Stored data:
== Segment start ==

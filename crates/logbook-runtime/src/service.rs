use anyhow::Result;
use logbook_core::{CanonicalKey, signature_of};
use logbook_parser::{ParseOptions, parse_details};
use logbook_store::{CacheStore, DetailTable, SummaryTable};
use logbook_types::{Details, Summary};
use std::collections::HashMap;
use std::path::{Path, PathBuf};
use std::sync::{Arc, Mutex, RwLock};
use std::time::Duration;
use tokio::sync::broadcast;
use tokio::task::JoinHandle;

use crate::crawler::{self, CrawlStats};
use crate::events::IndexEvent;
use crate::keyed::{KeyLocks, KeyedDelay};
use crate::refresh;
use crate::rescan;
use crate::retry;
use crate::watcher::{self, RootWatcher};

const EVENT_CHANNEL_CAPACITY: usize = 256;

/// Tuning for one service instance. Defaults match production behavior;
/// tests shrink the timing knobs.
#[derive(Debug, Clone)]
pub struct ServiceConfig {
    pub state_dir: PathBuf,
    pub roots: Vec<PathBuf>,
    /// Fixed width of the crawl concurrency limiter.
    pub crawl_width: usize,
    /// How many `Added` summaries accumulate before a notice goes out.
    pub added_batch_size: usize,
    pub parse: ParseOptions,
    /// Backoff schedule for provisional-key re-parses; length is the cap.
    pub retry_backoff: Vec<Duration>,
    pub rescan_interval: Duration,
    /// How many of the most recent day partitions the rescan re-lists.
    pub rescan_partitions: usize,
    pub local_debounce: Duration,
    pub remote_debounce: Duration,
    pub remote_poll_interval: Duration,
}

impl ServiceConfig {
    pub fn new(state_dir: impl Into<PathBuf>, roots: Vec<PathBuf>) -> Self {
        Self {
            state_dir: state_dir.into(),
            roots,
            crawl_width: 8,
            added_batch_size: 50,
            parse: ParseOptions::default(),
            retry_backoff: vec![
                Duration::from_millis(2500),
                Duration::from_millis(6000),
                Duration::from_millis(12000),
            ],
            rescan_interval: Duration::from_secs(5),
            rescan_partitions: 2,
            local_debounce: Duration::from_millis(300),
            remote_debounce: Duration::from_millis(1000),
            remote_poll_interval: Duration::from_secs(2),
        }
    }
}

pub(crate) struct Tables {
    pub summaries: SummaryTable,
    pub details: DetailTable,
}

pub(crate) struct ServiceInner {
    pub config: ServiceConfig,
    pub store: CacheStore,
    pub tables: RwLock<Tables>,
    pub events: broadcast::Sender<IndexEvent>,
    pub locks: KeyLocks,
    pub delays: KeyedDelay,
    pub retries: Mutex<HashMap<CanonicalKey, usize>>,
}

impl ServiceInner {
    pub fn emit(&self, event: IndexEvent) {
        let _ = self.events.send(event);
    }
}

struct Running {
    tasks: Vec<JoinHandle<()>>,
    watchers: Vec<RootWatcher>,
}

/// Facade over the two in-memory tables and the crawl/watch/retry pipeline
/// that feeds them.
///
/// Reads are non-blocking against the in-memory tables; writes happen only
/// through the pipeline (plus the lazy detail parse on `get_details`). Start
/// and stop are idempotent; stop cancels every watcher subscription, the
/// rescan timer and all pending per-key timers, and a stopped service can be
/// started again.
pub struct SessionIndexService {
    inner: Arc<ServiceInner>,
    running: Mutex<Option<Running>>,
}

impl SessionIndexService {
    /// Load both cache tiers and materialize them. Corrupt snapshots load
    /// as empty tables; this never fails on cache state.
    pub fn open(config: ServiceConfig) -> Self {
        let store = CacheStore::new(&config.state_dir);
        let tables = Tables {
            summaries: store.load_summaries(),
            details: store.load_details(),
        };
        let (events, _) = broadcast::channel(EVENT_CHANNEL_CAPACITY);

        Self {
            inner: Arc::new(ServiceInner {
                config,
                store,
                tables: RwLock::new(tables),
                events,
                locks: KeyLocks::default(),
                delays: KeyedDelay::default(),
                retries: Mutex::new(HashMap::new()),
            }),
            running: Mutex::new(None),
        }
    }

    pub fn subscribe(&self) -> broadcast::Receiver<IndexEvent> {
        self.inner.events.subscribe()
    }

    /// All known summaries, newest first. In-memory sort, no I/O.
    pub fn list_summaries(&self) -> Vec<Summary> {
        let tables = self.inner.tables.read().expect("tables poisoned");
        let mut summaries: Vec<Summary> = tables.summaries.summaries().cloned().collect();
        summaries.sort_by(|a, b| b.timestamp_ms.cmp(&a.timestamp_ms));
        summaries
    }

    /// Full parsed detail for one session file.
    ///
    /// Returns the cached parse iff its signature matches the live file;
    /// otherwise re-parses and refreshes both tiers. Returns `None` (and
    /// prunes any stale entries) when the file is gone — a deleted file is
    /// never served from cache.
    pub async fn get_details(&self, path: &Path) -> Result<Option<Details>> {
        let inner = &self.inner;
        let key = CanonicalKey::from_path(path);
        let _guard = inner.locks.acquire(&key).await;

        let stat_path = path.to_path_buf();
        let sig = tokio::task::spawn_blocking(move || signature_of(&stat_path)).await??;
        let Some(sig) = sig else {
            let existed = {
                let mut tables = inner.tables.write().expect("tables poisoned");
                let had_summary = tables.summaries.remove(&key).is_some();
                let had_details = tables.details.remove(&key).is_some();
                had_summary || had_details
            };
            if existed {
                refresh::persist(inner, true, true).await;
                inner.emit(IndexEvent::Removed(path.to_path_buf()));
            }
            return Ok(None);
        };

        {
            let tables = inner.tables.read().expect("tables poisoned");
            if let Some(details) = tables.details.get_if_fresh(&key, sig) {
                return Ok(Some(details.clone()));
            }
        }

        let parse_path = path.to_path_buf();
        let details = tokio::task::spawn_blocking(move || parse_details(&parse_path)).await??;
        let summary = details.to_summary(path.to_path_buf());
        {
            let mut tables = inner.tables.write().expect("tables poisoned");
            tables.details.insert(key.clone(), sig, details.clone());
            tables.summaries.insert(key.clone(), sig, summary.clone());
        }
        retry::check_retry(inner, &key, path, &summary);
        refresh::persist(inner, true, true).await;

        Ok(Some(details))
    }

    /// External deletion hook: purge both tiers and persist.
    pub async fn remove_file(&self, path: &Path) -> Result<()> {
        let inner = &self.inner;
        let key = CanonicalKey::from_path(path);
        let _guard = inner.locks.acquire(&key).await;

        inner.delays.cancel(&key);
        inner.retries.lock().expect("retry map poisoned").remove(&key);

        let existed = {
            let mut tables = inner.tables.write().expect("tables poisoned");
            let had_summary = tables.summaries.remove(&key).is_some();
            let had_details = tables.details.remove(&key).is_some();
            had_summary || had_details
        };

        if existed {
            refresh::persist(inner, true, true).await;
            inner.emit(IndexEvent::Removed(path.to_path_buf()));
        }

        Ok(())
    }

    /// One full pass over every root. Also run automatically by `start`.
    pub async fn crawl_once(&self) -> CrawlStats {
        crawler::crawl(Arc::clone(&self.inner)).await
    }

    /// Spawn the watcher subscriptions, the periodic rescan and the initial
    /// crawl. Idempotent: a running service ignores further starts.
    pub fn start(&self) -> Result<()> {
        let mut running = self.running.lock().expect("running state poisoned");
        if running.is_some() {
            return Ok(());
        }

        let (tx, rx) = tokio::sync::mpsc::unbounded_channel();
        let mut watchers = Vec::new();
        for root in &self.inner.config.roots {
            if !root.exists() {
                continue;
            }
            match watcher::create_root_watcher(root, &self.inner.config, tx.clone()) {
                Ok(root_watcher) => watchers.push(root_watcher),
                Err(err) => tracing::warn!(
                    root = %root.display(),
                    %err,
                    "watcher init failed, relying on periodic rescan"
                ),
            }
        }

        let tasks = vec![
            watcher::spawn_dispatch(Arc::clone(&self.inner), rx),
            rescan::spawn_rescan(Arc::clone(&self.inner)),
            {
                let inner = Arc::clone(&self.inner);
                tokio::spawn(async move {
                    crawler::crawl(inner).await;
                })
            },
        ];

        *running = Some(Running { tasks, watchers });
        Ok(())
    }

    /// Tear down every background task, watcher subscription and pending
    /// timer. Idempotent; `start` may be called again afterwards.
    pub fn stop(&self) {
        let mut running = self.running.lock().expect("running state poisoned");
        if let Some(running) = running.take() {
            for task in running.tasks {
                task.abort();
            }
            drop(running.watchers);
            self.inner.delays.cancel_all();
            self.inner
                .retries
                .lock()
                .expect("retry map poisoned")
                .clear();
        }
    }

    pub fn is_running(&self) -> bool {
        self.running
            .lock()
            .expect("running state poisoned")
            .is_some()
    }

    /// Files currently tracked by the retry scheduler.
    pub fn pending_retries(&self) -> usize {
        self.inner
            .retries
            .lock()
            .expect("retry map poisoned")
            .len()
    }

    /// Number of indexed files.
    pub fn len(&self) -> usize {
        self.inner
            .tables
            .read()
            .expect("tables poisoned")
            .summaries
            .len()
    }

    pub fn is_empty(&self) -> bool {
        self.len() == 0
    }
}

impl Drop for SessionIndexService {
    fn drop(&mut self) {
        self.stop();
    }
}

== Segment end ==

GOAL OF THE EXERCISE: Only the lines from the one containing "self.inner.delays.cancel_all();" through the last line of the records belong in the answer, each written out exactly.

ANSWER TO THIS TASK:
            self.inner.delays.cancel_all();
            self.inner
                .retries
                .lock()
                .expect("retry map poisoned")
                .clear();
        }
    }

    pub fn is_running(&self) -> bool {
        self.running
            .lock()
            .expect("running state poisoned")
            .is_some()
    }

    /// Files currently tracked by the retry scheduler.
    pub fn pending_retries(&self) -> usize {
        self.inner
            .retries
            .lock()
            .expect("retry map poisoned")
            .len()
    }

    /// Number of indexed files.
    pub fn len(&self) -> usize {
        self.inner
            .tables
            .read()
            .expect("tables poisoned")
            .summaries
            .len()
    }

    pub fn is_empty(&self) -> bool {
        self.len() == 0
    }
}

impl Drop for SessionIndexService {
    fn drop(&mut self) {
        self.stop();
    }
}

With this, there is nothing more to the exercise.